Wouldn't wood movement in the joints be less with edge grain?


----------



## SCOTSMAN (Aug 1, 2008)

All professional butchers blocks used by the food industy were/are still made up with lots of small blocks of end grain .These are sanded smooth and they withstand the cutting action over many years much better than long grained timber, and there is no deviasion from that rule absolutely all are. At least here in the uk and also within Europe use end grain facing upwards and finished well.They then use normal length of timber with iron bandings for the frame wich holds it all together very heavy and will last fifty years or more I have seen some old tables with great big concave tops used and scrubbed every night after work with great heavy brushes and soapy water.They are reckond to be much more hygenic than the nylon modern ones.
Which are now frowned upon here by health and safety as despite serious cleaning efforts they hold onto bacteria much longer than wood which has been cleaned. Alistair


----------



## jdh122 (Sep 8, 2010)

Wood movement shouldn't be a big issue in something as small as a cutting board. And there is no cross-grain joinery, so even if the face-grain board will expand and contract a bit more seasonally, it shouldn't be a problem.

Edge grain as cutting surface might warp a bit less. But even with face grain by the time you rip it into narrow-ish strips you'll end up with the warp direction mixed up enough that it should mostly even out (this is the main reason to make cutting boards out of narrow strips rather than wide planks). It you're worried you can look at the end grain and alternate rings up and then rings down when you glue them up.


----------



## phillsam (Jan 21, 2013)

@jdh122-Thank you! I am not too concerned with the movement at the joints. I was thinking more about the flattness of the cutting surface if I used wider Face grain (3" strips). 
I have a really nice piece of 6/4 birdseye maple that I was going to use in the cutting board.

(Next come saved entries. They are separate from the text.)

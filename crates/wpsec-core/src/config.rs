//! Immutable per-run configuration shared by both engines

use std::path::{Path, PathBuf};

use serde::{Deserialize, Serialize};
use wpsec_fs::{NormalizedPath, SkipList};

use crate::{Error, Result};

/// Files that are never read, reported or overwritten by default.
pub const DEFAULT_SKIP: &[&str] = &["wp-config.php"];

/// User-content subtree exempt from drift checks by default.
pub const DEFAULT_CONTENT_DIR: &str = "wp-content/uploads";

/// Subtrees of the live tree whose content is expected to diverge from any
/// baseline and therefore never carries a drift status.
#[derive(Debug, Clone, PartialEq, Eq, Serialize, Deserialize)]
#[serde(transparent)]
pub struct ContentBoundary {
    dirs: Vec<NormalizedPath>,
}

impl Default for ContentBoundary {
    fn default() -> Self {
        Self::new([DEFAULT_CONTENT_DIR])
    }
}

impl ContentBoundary {
    pub fn new<I, S>(dirs: I) -> Self
    where
        I: IntoIterator<Item = S>,
        S: AsRef<str>,
    {
        Self {
            dirs: dirs
                .into_iter()
                .map(|d| NormalizedPath::new(d.as_ref().trim_matches('/')))
                .filter(|d| !d.is_empty())
                .collect(),
        }
    }

    /// A boundary that exempts nothing.
    pub fn none() -> Self {
        Self { dirs: Vec::new() }
    }

    /// Whether `relative` is a boundary directory or lies beneath one.
    pub fn contains(&self, relative: &NormalizedPath) -> bool {
        self.dirs.iter().any(|dir| relative.is_within(dir))
    }

    pub fn dirs(&self) -> &[NormalizedPath] {
        &self.dirs
    }
}

/// Everything an engine needs to know about one run.
///
/// Built once by the caller and passed by reference; engines hold no other
/// state between calls.
#[derive(Debug, Clone)]
pub struct ScanConfig {
    live_root: PathBuf,
    skip: SkipList,
    boundary: ContentBoundary,
    scope: Option<NormalizedPath>,
    verbose: bool,
    dry_run: bool,
    workers: usize,
}

impl ScanConfig {
    /// Configuration for `live_root` with default skip list and boundary.
    ///
    /// # Errors
    ///
    /// Returns [`Error::LiveRootNotFound`] if the root is not an existing
    /// directory.
    pub fn new(live_root: impl AsRef<Path>) -> Result<Self> {
        let live_root = canonical_dir(live_root.as_ref()).ok_or_else(|| Error::LiveRootNotFound {
            path: live_root.as_ref().to_path_buf(),
        })?;

        Ok(Self {
            live_root,
            skip: SkipList::new(DEFAULT_SKIP.iter().copied()),
            boundary: ContentBoundary::default(),
            scope: None,
            verbose: false,
            dry_run: false,
            workers: 1,
        })
    }

    pub fn with_skip(mut self, skip: SkipList) -> Self {
        self.skip = skip;
        self
    }

    pub fn with_boundary(mut self, boundary: ContentBoundary) -> Self {
        self.boundary = boundary;
        self
    }

    /// Restrict walks to one subdirectory of the root.
    ///
    /// # Errors
    ///
    /// Returns [`Error::InvalidScope`] for absolute paths or `..` components.
    pub fn with_scope(mut self, scope: &str) -> Result<Self> {
        let normalized = NormalizedPath::new(scope.trim_end_matches('/'));
        if normalized.as_str().starts_with('/')
            || normalized.as_str().split('/').any(|part| part == "..")
        {
            return Err(Error::InvalidScope {
                scope: scope.to_string(),
            });
        }
        self.scope = (!normalized.is_empty()).then_some(normalized);
        Ok(self)
    }

    pub fn with_verbose(mut self, verbose: bool) -> Self {
        self.verbose = verbose;
        self
    }

    pub fn with_dry_run(mut self, dry_run: bool) -> Self {
        self.dry_run = dry_run;
        self
    }

    /// Worker threads for subtree dispatch; zero is treated as one.
    pub fn with_workers(mut self, workers: usize) -> Self {
        self.workers = workers.max(1);
        self
    }

    pub fn live_root(&self) -> &Path {
        &self.live_root
    }

    pub fn skip(&self) -> &SkipList {
        &self.skip
    }

    pub fn boundary(&self) -> &ContentBoundary {
        &self.boundary
    }

    pub fn scope(&self) -> Option<&NormalizedPath> {
        self.scope.as_ref()
    }

    pub fn verbose(&self) -> bool {
        self.verbose
    }

    pub fn dry_run(&self) -> bool {
        self.dry_run
    }

    pub fn workers(&self) -> usize {
        self.workers
    }

    /// Where a walk of `root` starts once the scope is applied.
    pub fn start_in(&self, root: &Path) -> PathBuf {
        match &self.scope {
            Some(scope) => scope.under(root),
            None => root.to_path_buf(),
        }
    }
}

/// Canonical form of `path` if it is an existing directory.
pub(crate) fn canonical_dir(path: &Path) -> Option<PathBuf> {
    dunce::canonicalize(path).ok().filter(|p| p.is_dir())
}

#[cfg(test)]
mod tests {
    use super::*;
    use rstest::rstest;

    #[test]
    fn defaults_skip_config_and_exempt_uploads() {
        let dir = tempfile::tempdir().unwrap();
        let config = ScanConfig::new(dir.path()).unwrap();

        assert!(config.skip().contains("wp-config.php".as_ref()));
        assert!(config.boundary().contains(&NormalizedPath::new("wp-content/uploads/2024/a.jpg")));
        assert!(!config.boundary().contains(&NormalizedPath::new("wp-content/plugins/x/core.php")));
        assert_eq!(config.workers(), 1);
    }

    #[test]
    fn missing_root_is_rejected() {
        let dir = tempfile::tempdir().unwrap();
        assert!(matches!(
            ScanConfig::new(dir.path().join("absent")),
            Err(Error::LiveRootNotFound { .. })
        ));
    }

    #[rstest]
    #[case("../etc")]
    #[case("/etc")]
    #[case("wp-content/../../x")]
    fn escaping_scopes_are_rejected(#[case] scope: &str) {
        let dir = tempfile::tempdir().unwrap();
        let result = ScanConfig::new(dir.path()).unwrap().with_scope(scope);
        assert!(matches!(result, Err(Error::InvalidScope { .. })));
    }

    #[test]
    fn scope_moves_the_walk_start() {
        let dir = tempfile::tempdir().unwrap();
        let config = ScanConfig::new(dir.path())
            .unwrap()
            .with_scope("wp-content/plugins/")
            .unwrap();

        assert_eq!(
            config.start_in(Path::new("/tmp/base")),
            PathBuf::from("/tmp/base/wp-content/plugins")
        );
    }

    #[test]
    fn boundary_ignores_empty_entries() {
        let boundary = ContentBoundary::new(["", "/"]);
        assert!(boundary.dirs().is_empty());
        assert!(!boundary.contains(&NormalizedPath::new("anything")));
    }
}
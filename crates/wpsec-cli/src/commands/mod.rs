//! Command implementations for wpsec-cli

pub mod filecheck;
pub mod perms;

pub use filecheck::{FilecheckOptions, run_filecheck};
pub use perms::{PermsOptions, run_perms};
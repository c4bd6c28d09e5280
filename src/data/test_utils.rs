//! Deterministic helpers for exercising the pipeline without a real
//! vocabulary or network.

use std::{
    collections::HashMap,
    io::Cursor,
    sync::{
        atomic::{AtomicUsize, Ordering},
        Mutex,
    },
};

use super::{
    fetch::{Download, FetchError, Transport},
    tokenizer::{Tokenizer, TokenizerError},
};

/// One token per character. The space character maps to id 0 so that real
/// zero ids show up next to zero padding.
#[derive(Clone, Copy, Debug, Default)]
pub struct CharTokenizer;

impl Tokenizer for CharTokenizer {
    fn encode(&self, text: &str) -> Result<Vec<u32>, TokenizerError> {
        Ok(text
            .chars()
            .map(|c| if c == ' ' { 0 } else { c as u32 })
            .collect())
    }
}

/// In-memory transport that serves fixed bodies and counts requests.
#[derive(Debug, Default)]
pub struct MockTransport {
    bodies: HashMap<String, Vec<u8>>,
    send_length: bool,
    calls: AtomicUsize,
    requested: Mutex<Vec<String>>,
}

impl MockTransport {
    #[must_use]
    pub fn new() -> Self {
        Self {
            send_length: true,
            ..Self::default()
        }
    }

    #[must_use]
    pub fn with_body(mut self, url: impl Into<String>, body: impl Into<Vec<u8>>) -> Self {
        self.bodies.insert(url.into(), body.into());
        self
    }

    /// Omit the content length, as chunked responses do.
    #[must_use]
    pub fn without_length(mut self) -> Self {
        self.send_length = false;
        self
    }

    pub fn calls(&self) -> usize {
        self.calls.load(Ordering::SeqCst)
    }

    pub fn requested(&self) -> Vec<String> {
        self.requested
            .lock()
            .map(|r| r.clone())
            .unwrap_or_default()
    }
}

impl Transport for MockTransport {
    fn get(&self, url: &str) -> Result<Download, FetchError> {
        self.calls.fetch_add(1, Ordering::SeqCst);
        if let Ok(mut requested) = self.requested.lock() {
            requested.push(url.to_string());
        }

        let body = self.bodies.get(url).cloned().ok_or_else(|| FetchError::Status {
            url: url.to_string(),
            status: 404,
        })?;
        Ok(Download {
            content_length: self.send_length.then_some(body.len() as u64),
            body: Box::new(Cursor::new(body)),
        })
    }
}

/// One JSON line in the upstream HellaSwag layout.
#[must_use]
pub fn record_line(ind: u64, ctx: &str, endings: &[&str], label: usize) -> String {
    serde_json::json!({
        "ind": ind,
        "activity_label": "Sitting",
        "ctx_a": ctx,
        "ctx_b": "",
        "ctx": ctx,
        "split": "val",
        "split_type": "indomain",
        "label": label,
        "endings": endings,
        "source_id": format!("activitynet~v_{ind}"),
    })
    .to_string()
}
//! Rendering of a single HellaSwag record into the padded matrices a model
//! scores.
//!
//! Each of the four candidate rows is `context ++ ending`, right-padded with
//! zeros to the longest row. The mask marks the ending span of every row. The
//! padding id 0 is also a real GPT-2 token, so consumers must select positions
//! through the mask and never by comparing tokens against 0.

use std::ops::Range;

use serde::Serialize;

use super::{
    corpus::Record,
    tokenizer::{Tokenizer, TokenizerError},
};

/// Number of candidate endings per HellaSwag item.
pub const NUM_ENDINGS: usize = 4;

/// Dense row-major matrix.
#[derive(Clone, Debug, PartialEq, Eq, Serialize)]
pub struct Matrix<T> {
    rows: usize,
    cols: usize,
    data: Vec<T>,
}

impl<T: Copy + Default> Matrix<T> {
    #[must_use]
    pub fn zeros(rows: usize, cols: usize) -> Self {
        Self {
            rows,
            cols,
            data: vec![T::default(); rows * cols],
        }
    }
}

impl<T: Copy> Matrix<T> {
    #[must_use]
    pub fn shape(&self) -> [usize; 2] {
        [self.rows, self.cols]
    }

    #[must_use]
    pub fn rows(&self) -> usize {
        self.rows
    }

    #[must_use]
    pub fn cols(&self) -> usize {
        self.cols
    }

    /// Row `i`. Panics if `i >= rows`.
    #[must_use]
    pub fn row(&self, i: usize) -> &[T] {
        assert!(i < self.rows, "row {i} out of bounds for {} rows", self.rows);
        &self.data[i * self.cols..(i + 1) * self.cols]
    }

    fn row_mut(&mut self, i: usize) -> &mut [T] {
        assert!(i < self.rows, "row {i} out of bounds for {} rows", self.rows);
        &mut self.data[i * self.cols..(i + 1) * self.cols]
    }

    #[must_use]
    pub fn get(&self, i: usize, j: usize) -> Option<T> {
        if i < self.rows && j < self.cols {
            Some(self.data[i * self.cols + j])
        } else {
            None
        }
    }

    pub fn iter_rows(&self) -> impl Iterator<Item = &[T]> + '_ {
        (0..self.rows).map(move |i| self.row(i))
    }

    #[must_use]
    pub fn as_slice(&self) -> &[T] {
        &self.data
    }

    #[must_use]
    pub fn into_vec(self) -> Vec<T> {
        self.data
    }
}

/// One record rendered for scoring.
#[derive(Clone, Debug, PartialEq, Eq, Serialize)]
pub struct RenderedExample {
    label: usize,
    context_tokens: Vec<u32>,
    ending_tokens: [Vec<u32>; NUM_ENDINGS],
    tokens: Matrix<u32>,
    mask: Matrix<u8>,
}

impl RenderedExample {
    /// Index of the correct ending.
    #[must_use]
    pub fn label(&self) -> usize {
        self.label
    }

    #[must_use]
    pub fn context_tokens(&self) -> &[u32] {
        &self.context_tokens
    }

    #[must_use]
    pub fn ending_tokens(&self) -> &[Vec<u32>; NUM_ENDINGS] {
        &self.ending_tokens
    }

    /// `(4, max_len)` token ids, zero padded.
    #[must_use]
    pub fn tokens(&self) -> &Matrix<u32> {
        &self.tokens
    }

    /// `(4, max_len)` 0/1 mask, 1 on ending positions only.
    #[must_use]
    pub fn mask(&self) -> &Matrix<u8> {
        &self.mask
    }

    #[must_use]
    pub fn max_len(&self) -> usize {
        self.tokens.cols()
    }

    /// Columns of row `i` holding ending tokens.
    #[must_use]
    pub fn ending_span(&self, i: usize) -> Range<usize> {
        let start = self.context_tokens.len();
        start..start + self.ending_tokens[i].len()
    }
}

/// Tokenize `record` and pack its four candidate rows.
///
/// Fails without producing any output when the record does not have exactly
/// four endings or its label does not index one of them. Tokenizer errors are
/// returned unchanged.
pub fn render<T: Tokenizer + ?Sized>(
    record: &Record,
    tokenizer: &T,
) -> Result<RenderedExample, RenderError> {
    let endings: &[String; NUM_ENDINGS] =
        record
            .endings
            .as_slice()
            .try_into()
            .map_err(|_| RenderError::WrongEndingCount {
                found: record.endings.len(),
            })?;
    if record.label >= NUM_ENDINGS {
        return Err(RenderError::LabelOutOfRange {
            label: record.label,
        });
    }

    let context_tokens = tokenizer.encode(&record.context)?;

    // The leading space reproduces GPT-2's word-boundary merge.
    let mut ending_tokens: [Vec<u32>; NUM_ENDINGS] = Default::default();
    for (slot, ending) in ending_tokens.iter_mut().zip(endings) {
        *slot = tokenizer.encode(&format!(" {ending}"))?;
    }

    let ctx_len = context_tokens.len();
    let max_len = ending_tokens
        .iter()
        .map(|end| ctx_len + end.len())
        .max()
        .unwrap_or(ctx_len);

    let mut tokens = Matrix::zeros(NUM_ENDINGS, max_len);
    let mut mask = Matrix::zeros(NUM_ENDINGS, max_len);
    for (i, end) in ending_tokens.iter().enumerate() {
        let span = ctx_len..ctx_len + end.len();

        let row = tokens.row_mut(i);
        row[..ctx_len].copy_from_slice(&context_tokens);
        row[span.clone()].copy_from_slice(end);

        mask.row_mut(i)[span].fill(1);
    }

    Ok(RenderedExample {
        label: record.label,
        context_tokens,
        ending_tokens,
        tokens,
        mask,
    })
}

#[derive(Debug, thiserror::Error)]
pub enum RenderError {
    #[error("expected 4 endings, found {found}")]
    WrongEndingCount { found: usize },
    #[error("label {label} does not index one of the 4 endings")]
    LabelOutOfRange { label: usize },
    #[error(transparent)]
    Tokenizer(#[from] TokenizerError),
}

My plan is to use the wider pieces of the maple face grain to keep the beauty of the board intact and then rip thinner Jatoba pieces. Similar to below.


----------



## bondogaposis (Dec 18, 2011)

Movement is a non-issue because all of the grain is in the same direction and not confined. You'll never notice if your board is a little thicker one day and thinner the next.


----------



## phillsam (Jan 21, 2013)

Great thanks! I will go ahead with the project as planned then.


----------